A mixture model to estimate SARS-CoV-2 seroprevalence in Chennai, India (preprint)

ABSTRACT

Serological assays used to estimate SARS-CoV-2 seroprevalence rely on manufacturer cut-offs established based on more severe early cases who tended to be older. We conducted a household-based serosurvey of 4,677 individuals from 2,619 households in Chennai, India from January to May, 2021. Samples were tested for SARS-CoV-2 IgG antibodies to the spike (S) and nucelocapsid (N) proteins. We calculated seroprevalence using manufacturer cut-offs and using a mixture model in which individuals were assigned a probability of being seropositive based on their measured IgG, accounting for heterogeneous antibody response across individuals.

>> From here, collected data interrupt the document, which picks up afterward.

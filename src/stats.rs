// Request statistics: global, per-key, and per-client counters.
// Numan Thabit 2026

use std::collections::BTreeMap;
use std::net::IpAddr;
use std::num::NonZeroUsize;

use ahash::AHashMap;
use lru::LruCache;
use serde::Serialize;

use crate::crypto::keys::{KeyId, KeyRegistry};
use crate::wire::{Command, Epoch, EPOCH_COUNT};

/// Window between per-key EMA refreshes, seconds.
pub const KEY_STAT_INTERVAL: f64 = 3600.0;

/// Decay factor fed into the hourly moving averages.
pub const EMA_ALPHA: f64 = 0.5;

/// Bound on tracked client addresses per key.
pub const LAST_IPS_CAPACITY: usize = 1024;

/// Bound on tracked malformed-request sources.
pub const ERRORS_IPS_CAPACITY: usize = 1024;

/// Exponential moving average over window deltas.
#[derive(Debug, Clone, Copy, Default, PartialEq)]
pub struct EmaCounter {
    /// Smoothed per-window mean.
    pub mean: f64,
}

impl EmaCounter {
    fn update(&mut self, value: f64) {
        self.mean = EMA_ALPHA * value + (1.0 - EMA_ALPHA) * self.mean;
    }
}

/// Counters shared by per-key and per-client records.
#[derive(Debug, Clone, Copy, Default)]
pub struct GenericStats {
    pub checked: u64,
    pub matched: u64,
    pub added: u64,
    pub deleted: u64,
    pub errors: u64,
}

impl GenericStats {
    fn record(&mut self, cmd: Command, matched: bool, value: i32) {
        if !matched && value != 0 {
            self.errors += 1;
            return;
        }
        match cmd {
            Command::Check => {
                self.checked += 1;
                if matched {
                    self.matched += 1;
                }
            }
            Command::Write => self.added += 1,
            Command::Delete => self.deleted += 1,
            Command::Stat | Command::Refresh => {}
        }
    }
}

/// Per-key statistics with hourly averages and a per-client table.
pub struct KeyStats {
    pub generic: GenericStats,
    pub checked_ctr: EmaCounter,
    pub matched_ctr: EmaCounter,
    last_window_ts: f64,
    last_window_checked: u64,
    last_window_matched: u64,
    last_ips: LruCache<IpAddr, GenericStats>,
}

impl KeyStats {
    fn new() -> Self {
        Self {
            generic: GenericStats::default(),
            checked_ctr: EmaCounter::default(),
            matched_ctr: EmaCounter::default(),
            last_window_ts: 0.0,
            last_window_checked: 0,
            last_window_matched: 0,
            last_ips: LruCache::new(NonZeroUsize::new(LAST_IPS_CAPACITY).unwrap()),
        }
    }

    fn roll_window(&mut self, now: f64) {
        if self.last_window_ts == 0.0 {
            self.last_window_ts = now;
            self.last_window_checked = self.generic.checked;
            self.last_window_matched = self.generic.matched;
        } else if now > self.last_window_ts + KEY_STAT_INTERVAL {
            let nchecked = self.generic.checked - self.last_window_checked;
            let nmatched = self.generic.matched - self.last_window_matched;
            self.checked_ctr.update(nchecked as f64);
            self.matched_ctr.update(nmatched as f64);
            self.last_window_ts = now;
            self.last_window_checked = self.generic.checked;
            self.last_window_matched = self.generic.matched;
        }
    }
}

/// Process-wide counters.
#[derive(Debug, Clone, Copy, Default)]
pub struct GlobalStats {
    /// Entries currently stored (refreshed from the backend).
    pub stored: u64,
    /// Entries the backend has expired.
    pub expired: u64,
    pub checked: [u64; EPOCH_COUNT],
    pub shingles_checked: [u64; EPOCH_COUNT],
    pub matched: [u64; EPOCH_COUNT],
    pub invalid_requests: u64,
    pub delayed_hashes: u64,
}

/// Statistics registry owned by one worker.
pub struct StatsRegistry {
    pub global: GlobalStats,
    keys: AHashMap<KeyId, KeyStats>,
    errors_ips: LruCache<IpAddr, u64>,
}

impl Default for StatsRegistry {
    fn default() -> Self {
        Self::new()
    }
}

impl StatsRegistry {
    pub fn new() -> Self {
        Self {
            global: GlobalStats::default(),
            keys: AHashMap::default(),
            errors_ips: LruCache::new(NonZeroUsize::new(ERRORS_IPS_CAPACITY).unwrap()),
        }
    }

    /// Records a request that failed to decode.
    pub fn note_invalid(&mut self, addr: Option<IpAddr>) {
        self.global.invalid_requests += 1;
        if let Some(addr) = addr {
            *self.errors_ips.get_or_insert_mut(addr, || 0) += 1;
        }
    }

    /// Records one completed request. Runs after the backend result is
    /// known and before the reply is sent.
    #[allow(clippy::too_many_arguments)]
    pub fn update_request(
        &mut self,
        key: Option<&KeyId>,
        addr: Option<IpAddr>,
        epoch: Epoch,
        cmd: Command,
        matched: bool,
        is_shingle: bool,
        delayed: bool,
        value: i32,
        now: f64,
    ) {
        let idx = epoch.index();
        self.global.checked[idx] += 1;
        if matched {
            self.global.matched[idx] += 1;
        }
        if is_shingle {
            self.global.shingles_checked[idx] += 1;
        }
        if delayed {
            self.global.delayed_hashes += 1;
        }

        let Some(key) = key else {
            return;
        };
        let key_stats = self.keys.entry(*key).or_insert_with(KeyStats::new);
        key_stats.generic.record(cmd, matched, value);
        if cmd == Command::Check && (matched || value == 0) {
            key_stats.roll_window(now);
        }

        if let Some(addr) = addr {
            key_stats
                .last_ips
                .get_or_insert_mut(addr, GenericStats::default)
                .record(cmd, matched, value);
        }
    }

    /// Per-key counters, when the key has been seen.
    pub fn key_stats(&self, key: &KeyId) -> Option<&KeyStats> {
        self.keys.get(key)
    }

    /// Builds a serializable snapshot of every counter.
    pub fn snapshot(&self, registry: &KeyRegistry, include_ips: bool) -> StatsSnapshot {
        let mut keys = BTreeMap::new();
        for key in registry.iter() {
            let id = key.id();
            let stats = self.keys.get(&id);
            let generic = stats.map(|s| s.generic).unwrap_or_default();

            let ips = if include_ips {
                stats.map(|s| {
                    s.last_ips
                        .iter()
                        .map(|(addr, g)| (addr.to_string(), IpSnapshot::from(*g)))
                        .collect()
                })
            } else {
                None
            };

            keys.insert(
                key.short_id_b32(),
                KeySnapshot {
                    checked: generic.checked,
                    checked_per_hour: stats.map(|s| s.checked_ctr.mean).unwrap_or(0.0),
                    matched: generic.matched,
                    matched_per_hour: stats.map(|s| s.matched_ctr.mean).unwrap_or(0.0),
                    added: generic.added,
                    deleted: generic.deleted,
                    errors: generic.errors,
                    keypair: KeypairSnapshot {
                        pubkey: key.id_b32(),
                    },
                    ips,
                },
            );
        }

        let errors_ips = if include_ips {
            Some(
                self.errors_ips
                    .iter()
                    .map(|(addr, count)| (addr.to_string(), *count))
                    .collect(),
            )
        } else {
            None
        };

        StatsSnapshot {
            keys,
            fuzzy_stored: self.global.stored,
            fuzzy_expired: self.global.expired,
            invalid_requests: self.global.invalid_requests,
            delayed_hashes: self.global.delayed_hashes,
            errors_ips,
            fuzzy_checked: self.global.checked.to_vec(),
            fuzzy_shingles: self.global.shingles_checked.to_vec(),
            fuzzy_found: self.global.matched.to_vec(),
        }
    }
}

/// Serializable view of per-client counters.
#[derive(Debug, Serialize)]
pub struct IpSnapshot {
    pub checked: u64,
    pub matched: u64,
    pub added: u64,
    pub deleted: u64,
    pub errors: u64,
}

impl From<GenericStats> for IpSnapshot {
    fn from(g: GenericStats) -> Self {
        Self {
            checked: g.checked,
            matched: g.matched,
            added: g.added,
            deleted: g.deleted,
            errors: g.errors,
        }
    }
}

/// Public half of a keypair as exposed in snapshots.
#[derive(Debug, Serialize)]
pub struct KeypairSnapshot {
    pub pubkey: String,
}

/// Serializable per-key record.
#[derive(Debug, Serialize)]
pub struct KeySnapshot {
    pub checked: u64,
    pub checked_per_hour: f64,
    pub matched: u64,
    pub matched_per_hour: f64,
    pub added: u64,
    pub deleted: u64,
    pub errors: u64,
    pub keypair: KeypairSnapshot,
    #[serde(skip_serializing_if = "Option::is_none")]
    pub ips: Option<BTreeMap<String, IpSnapshot>>,
}

/// Full statistics document, serialized for the control channel.
#[derive(Debug, Serialize)]
pub struct StatsSnapshot {
    pub keys: BTreeMap<String, KeySnapshot>,
    pub fuzzy_stored: u64,
    pub fuzzy_expired: u64,
    pub invalid_requests: u64,
    pub delayed_hashes: u64,
    #[serde(skip_serializing_if = "Option::is_none")]
    pub errors_ips: Option<BTreeMap<String, u64>>,
    pub fuzzy_checked: Vec<u64>,
    pub fuzzy_shingles: Vec<u64>,
    pub fuzzy_found: Vec<u64>,
}

#[cfg(test)]
mod tests {
    use super::*;
    use crate::crypto::keys::ServerKey;
    use std::sync::Arc;

    fn sample_key() -> Arc<ServerKey> {
        Arc::new(ServerKey::new([4; 32], vec![]))
    }

    #[test]
    fn check_updates_global_and_key_counters() {
        let mut stats = StatsRegistry::new();
        let key = sample_key();
        let id = key.id();
        let addr: IpAddr = "192.0.2.10".parse().unwrap();

        stats.update_request(
            Some(&id),
            Some(addr),
            Epoch::Current,
            Command::Check,
            true,
            true,
            false,
            0,
            1000.0,
        );

        assert_eq!(stats.global.checked[Epoch::Current.index()], 1);
        assert_eq!(stats.global.matched[Epoch::Current.index()], 1);
        assert_eq!(stats.global.shingles_checked[Epoch::Current.index()], 1);

        let key_stats = stats.key_stats(&id).unwrap();
        assert_eq!(key_stats.generic.checked, 1);
        assert_eq!(key_stats.generic.matched, 1);
    }

    #[test]
    fn backend_error_counts_as_error() {
        let mut stats = StatsRegistry::new();
        let key = sample_key();
        let id = key.id();

        stats.update_request(
            Some(&id),
            None,
            Epoch::Legacy,
            Command::Check,
            false,
            false,
            false,
            500,
            0.0,
        );

        let key_stats = stats.key_stats(&id).unwrap();
        assert_eq!(key_stats.generic.errors, 1);
        assert_eq!(key_stats.generic.checked, 0);
    }

    #[test]
    fn ema_window_separates_checked_and_matched() {
        let mut stats = StatsRegistry::new();
        let key = sample_key();
        let id = key.id();

        // First check opens the window.
        stats.update_request(
            Some(&id),
            None,
            Epoch::Current,
            Command::Check,
            true,
            false,
            false,
            0,
            1.0,
        );
        // Three more checks, one matched, inside the window.
        for matched in [true, false, false] {
            stats.update_request(
                Some(&id),
                None,
                Epoch::Current,
                Command::Check,
                matched,
                false,
                false,
                0,
                10.0,
            );
        }
        // Past the window boundary the deltas feed the two counters.
        stats.update_request(
            Some(&id),
            None,
            Epoch::Current,
            Command::Check,
            false,
            false,
            false,
            0,
            KEY_STAT_INTERVAL + 20.0,
        );

        let key_stats = stats.key_stats(&id).unwrap();
        // Window delta: 4 checks and 1 match beyond the opening one.
        assert!(key_stats.checked_ctr.mean > 0.0);
        assert!(key_stats.matched_ctr.mean > 0.0);
        assert!(key_stats.checked_ctr.mean > key_stats.matched_ctr.mean);
    }

    #[test]
    fn invalid_requests_tracked_per_ip() {
        let mut stats = StatsRegistry::new();
        let addr: IpAddr = "198.51.100.3".parse().unwrap();

        stats.note_invalid(Some(addr));
        stats.note_invalid(Some(addr));
        stats.note_invalid(None);

        assert_eq!(stats.global.invalid_requests, 3);
        let registry = KeyRegistry::new();
        let snapshot = stats.snapshot(&registry, true);
        assert_eq!(snapshot.errors_ips.unwrap()["198.51.100.3"], 2);
    }

    #[test]
    fn snapshot_serializes_keys_table() {
        let mut stats = StatsRegistry::new();
        let key = sample_key();
        let id = key.id();
        let mut registry = KeyRegistry::new();
        registry.insert(Arc::clone(&key));

        let addr: IpAddr = "192.0.2.20".parse().unwrap();
        stats.update_request(
            Some(&id),
            Some(addr),
            Epoch::Current,
            Command::Write,
            false,
            false,
            false,
            0,
            5.0,
        );

        let snapshot = stats.snapshot(&registry, true);
        let record = &snapshot.keys[&key.short_id_b32()];
        assert_eq!(record.added, 1);
        assert_eq!(record.keypair.pubkey, key.id_b32());
        assert_eq!(record.ips.as_ref().unwrap()["192.0.2.20"].added, 1);

        let json = serde_json::to_value(&snapshot).unwrap();
        assert_eq!(json["fuzzy_stored"], 0);
        assert!(json["fuzzy_checked"].is_array());
    }
}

The SARS-CoV-2 seroprevalence to anti-S and anti-N IgG was 62.0% (95% confidence interval [CI], 60.6 to 63.4) and 13.5% (95% CI, 12.6 to 14.5), respectively applying the manufacturer's cut-offs, with low inter-assay agreement (Cohen's kappa 0.15). With the mixture model, estimated anti-S IgG and anti-N IgG seroprevalence was 64.9% (95% Credible Interval [CrI], 63.8 to 66.0) and 51.5% (95% CrI, 50.2 to 52.9) respectively, with high inter-assay agreement (Cohen's kappa 0.66). Age and socioeconomic factors showed inconsistent relationships with anti-S IgG and anti-N IgG seropositivity using manufacturer's cut-offs, but the mixture model reconciled these differences. In the mixture model, age was not associated with seropositivity, and improved household ventilation was associated with lower seropositivity odds. With global vaccine scale-up, the utility of the more stable anti-S IgG assay may be limited due to the inclusion of the S protein in several vaccines. SARS-CoV-2 seroprevalence estimates using alternative targets must consider heterogeneity in seroresponse to ensure seroprevalence is not underestimated and correlates not misinterpreted.